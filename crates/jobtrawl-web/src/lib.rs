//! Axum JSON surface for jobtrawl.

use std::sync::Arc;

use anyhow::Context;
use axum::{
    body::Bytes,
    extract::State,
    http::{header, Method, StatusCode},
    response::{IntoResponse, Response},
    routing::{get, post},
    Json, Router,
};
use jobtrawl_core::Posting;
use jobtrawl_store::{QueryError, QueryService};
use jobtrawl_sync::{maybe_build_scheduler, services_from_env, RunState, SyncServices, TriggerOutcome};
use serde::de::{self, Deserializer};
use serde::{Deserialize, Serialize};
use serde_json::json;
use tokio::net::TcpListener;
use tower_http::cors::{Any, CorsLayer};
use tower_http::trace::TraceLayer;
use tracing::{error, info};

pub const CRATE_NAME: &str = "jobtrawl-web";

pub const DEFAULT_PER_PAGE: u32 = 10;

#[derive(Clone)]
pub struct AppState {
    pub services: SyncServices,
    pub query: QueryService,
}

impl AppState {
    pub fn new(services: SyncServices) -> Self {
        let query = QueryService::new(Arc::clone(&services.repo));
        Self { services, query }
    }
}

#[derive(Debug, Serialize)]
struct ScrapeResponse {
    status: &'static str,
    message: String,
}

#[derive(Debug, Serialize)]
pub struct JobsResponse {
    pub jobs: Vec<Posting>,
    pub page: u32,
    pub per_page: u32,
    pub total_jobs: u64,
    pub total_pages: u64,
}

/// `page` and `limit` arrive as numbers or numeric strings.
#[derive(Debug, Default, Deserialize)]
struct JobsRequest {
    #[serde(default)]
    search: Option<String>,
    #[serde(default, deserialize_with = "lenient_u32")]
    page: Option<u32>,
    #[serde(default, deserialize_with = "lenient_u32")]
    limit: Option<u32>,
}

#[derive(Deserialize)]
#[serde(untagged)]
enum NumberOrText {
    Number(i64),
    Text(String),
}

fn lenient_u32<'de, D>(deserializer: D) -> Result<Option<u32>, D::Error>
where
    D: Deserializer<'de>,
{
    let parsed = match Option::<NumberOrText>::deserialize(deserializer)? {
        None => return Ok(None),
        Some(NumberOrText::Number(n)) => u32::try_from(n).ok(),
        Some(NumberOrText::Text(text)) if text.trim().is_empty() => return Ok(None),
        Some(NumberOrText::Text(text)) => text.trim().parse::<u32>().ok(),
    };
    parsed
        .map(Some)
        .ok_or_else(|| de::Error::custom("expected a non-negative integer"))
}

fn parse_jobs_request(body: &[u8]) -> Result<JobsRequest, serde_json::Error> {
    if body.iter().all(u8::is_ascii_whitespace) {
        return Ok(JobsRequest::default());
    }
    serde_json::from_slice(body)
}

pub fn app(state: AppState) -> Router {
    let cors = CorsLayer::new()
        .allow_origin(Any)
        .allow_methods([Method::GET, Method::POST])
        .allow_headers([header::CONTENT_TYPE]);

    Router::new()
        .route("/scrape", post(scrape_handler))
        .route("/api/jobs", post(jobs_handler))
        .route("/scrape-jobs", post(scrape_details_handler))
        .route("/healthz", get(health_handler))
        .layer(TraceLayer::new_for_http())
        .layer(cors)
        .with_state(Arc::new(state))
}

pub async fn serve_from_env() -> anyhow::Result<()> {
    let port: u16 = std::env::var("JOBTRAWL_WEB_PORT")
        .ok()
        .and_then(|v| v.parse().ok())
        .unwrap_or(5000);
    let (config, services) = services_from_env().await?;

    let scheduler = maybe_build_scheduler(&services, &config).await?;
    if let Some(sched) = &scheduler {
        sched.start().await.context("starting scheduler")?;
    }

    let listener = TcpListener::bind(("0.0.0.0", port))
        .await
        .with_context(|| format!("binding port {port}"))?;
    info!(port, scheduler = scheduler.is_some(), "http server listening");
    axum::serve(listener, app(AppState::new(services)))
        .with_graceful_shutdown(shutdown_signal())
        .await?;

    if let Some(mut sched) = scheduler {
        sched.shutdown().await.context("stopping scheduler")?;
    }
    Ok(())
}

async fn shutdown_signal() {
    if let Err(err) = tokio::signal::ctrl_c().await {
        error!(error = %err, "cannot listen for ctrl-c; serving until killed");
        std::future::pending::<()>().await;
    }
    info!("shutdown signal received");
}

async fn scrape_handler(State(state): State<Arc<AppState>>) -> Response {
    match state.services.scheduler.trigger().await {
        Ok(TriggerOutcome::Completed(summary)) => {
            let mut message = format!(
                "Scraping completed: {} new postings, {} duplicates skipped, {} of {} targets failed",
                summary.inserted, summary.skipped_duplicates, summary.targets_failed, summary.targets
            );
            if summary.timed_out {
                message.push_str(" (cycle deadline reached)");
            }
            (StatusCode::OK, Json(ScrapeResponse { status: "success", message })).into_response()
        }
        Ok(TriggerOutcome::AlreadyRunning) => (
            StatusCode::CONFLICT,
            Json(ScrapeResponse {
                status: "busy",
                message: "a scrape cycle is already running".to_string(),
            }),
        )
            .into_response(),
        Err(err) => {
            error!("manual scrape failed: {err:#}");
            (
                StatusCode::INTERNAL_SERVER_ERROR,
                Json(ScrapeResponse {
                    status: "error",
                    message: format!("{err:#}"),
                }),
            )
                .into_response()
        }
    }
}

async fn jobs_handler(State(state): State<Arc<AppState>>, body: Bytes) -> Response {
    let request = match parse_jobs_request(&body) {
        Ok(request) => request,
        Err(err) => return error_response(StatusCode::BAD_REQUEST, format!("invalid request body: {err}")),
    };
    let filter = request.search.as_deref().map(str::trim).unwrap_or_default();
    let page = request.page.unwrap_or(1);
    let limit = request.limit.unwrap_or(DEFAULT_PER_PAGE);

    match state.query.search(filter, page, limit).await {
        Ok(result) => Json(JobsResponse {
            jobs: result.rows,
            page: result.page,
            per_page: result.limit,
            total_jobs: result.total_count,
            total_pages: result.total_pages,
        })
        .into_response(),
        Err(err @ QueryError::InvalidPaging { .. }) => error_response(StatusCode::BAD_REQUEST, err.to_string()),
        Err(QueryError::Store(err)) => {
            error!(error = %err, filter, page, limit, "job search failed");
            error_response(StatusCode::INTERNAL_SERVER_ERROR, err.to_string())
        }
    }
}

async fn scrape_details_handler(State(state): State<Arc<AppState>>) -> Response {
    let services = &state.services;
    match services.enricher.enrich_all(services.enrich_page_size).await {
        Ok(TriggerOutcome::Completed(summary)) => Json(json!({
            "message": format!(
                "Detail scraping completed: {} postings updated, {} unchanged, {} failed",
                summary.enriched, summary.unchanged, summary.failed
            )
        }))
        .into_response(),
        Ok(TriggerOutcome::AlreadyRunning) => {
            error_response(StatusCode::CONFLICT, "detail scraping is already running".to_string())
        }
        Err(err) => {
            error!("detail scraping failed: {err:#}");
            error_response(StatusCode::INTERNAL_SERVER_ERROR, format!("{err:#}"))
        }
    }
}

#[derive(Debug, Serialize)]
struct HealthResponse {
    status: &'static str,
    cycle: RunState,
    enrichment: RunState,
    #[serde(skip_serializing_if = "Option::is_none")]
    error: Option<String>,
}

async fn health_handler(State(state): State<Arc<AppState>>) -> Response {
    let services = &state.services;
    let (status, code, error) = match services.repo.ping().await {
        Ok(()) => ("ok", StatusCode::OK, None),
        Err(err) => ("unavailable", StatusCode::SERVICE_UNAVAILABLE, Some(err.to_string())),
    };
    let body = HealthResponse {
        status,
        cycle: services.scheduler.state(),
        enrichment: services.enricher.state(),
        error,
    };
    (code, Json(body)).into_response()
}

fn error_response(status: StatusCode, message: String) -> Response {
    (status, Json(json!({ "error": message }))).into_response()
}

EXERCISE =
For this exercise, repeat exactly the lines of the data above from the one with "listen for ctrl-c;" down to the one with "scrape cycle is", both end lines included.

RESPONSE TO THIS TASK =
        error!(error = %err, "cannot listen for ctrl-c; serving until killed");
        std::future::pending::<()>().await;
    }
    info!("shutdown signal received");
}

async fn scrape_handler(State(state): State<Arc<AppState>>) -> Response {
    match state.services.scheduler.trigger().await {
        Ok(TriggerOutcome::Completed(summary)) => {
            let mut message = format!(
                "Scraping completed: {} new postings, {} duplicates skipped, {} of {} targets failed",
                summary.inserted, summary.skipped_duplicates, summary.targets_failed, summary.targets
            );
            if summary.timed_out {
                message.push_str(" (cycle deadline reached)");
            }
            (StatusCode::OK, Json(ScrapeResponse { status: "success", message })).into_response()
        }
        Ok(TriggerOutcome::AlreadyRunning) => (
            StatusCode::CONFLICT,
            Json(ScrapeResponse {
                status: "busy",
                message: "a scrape cycle is already running".to_string(),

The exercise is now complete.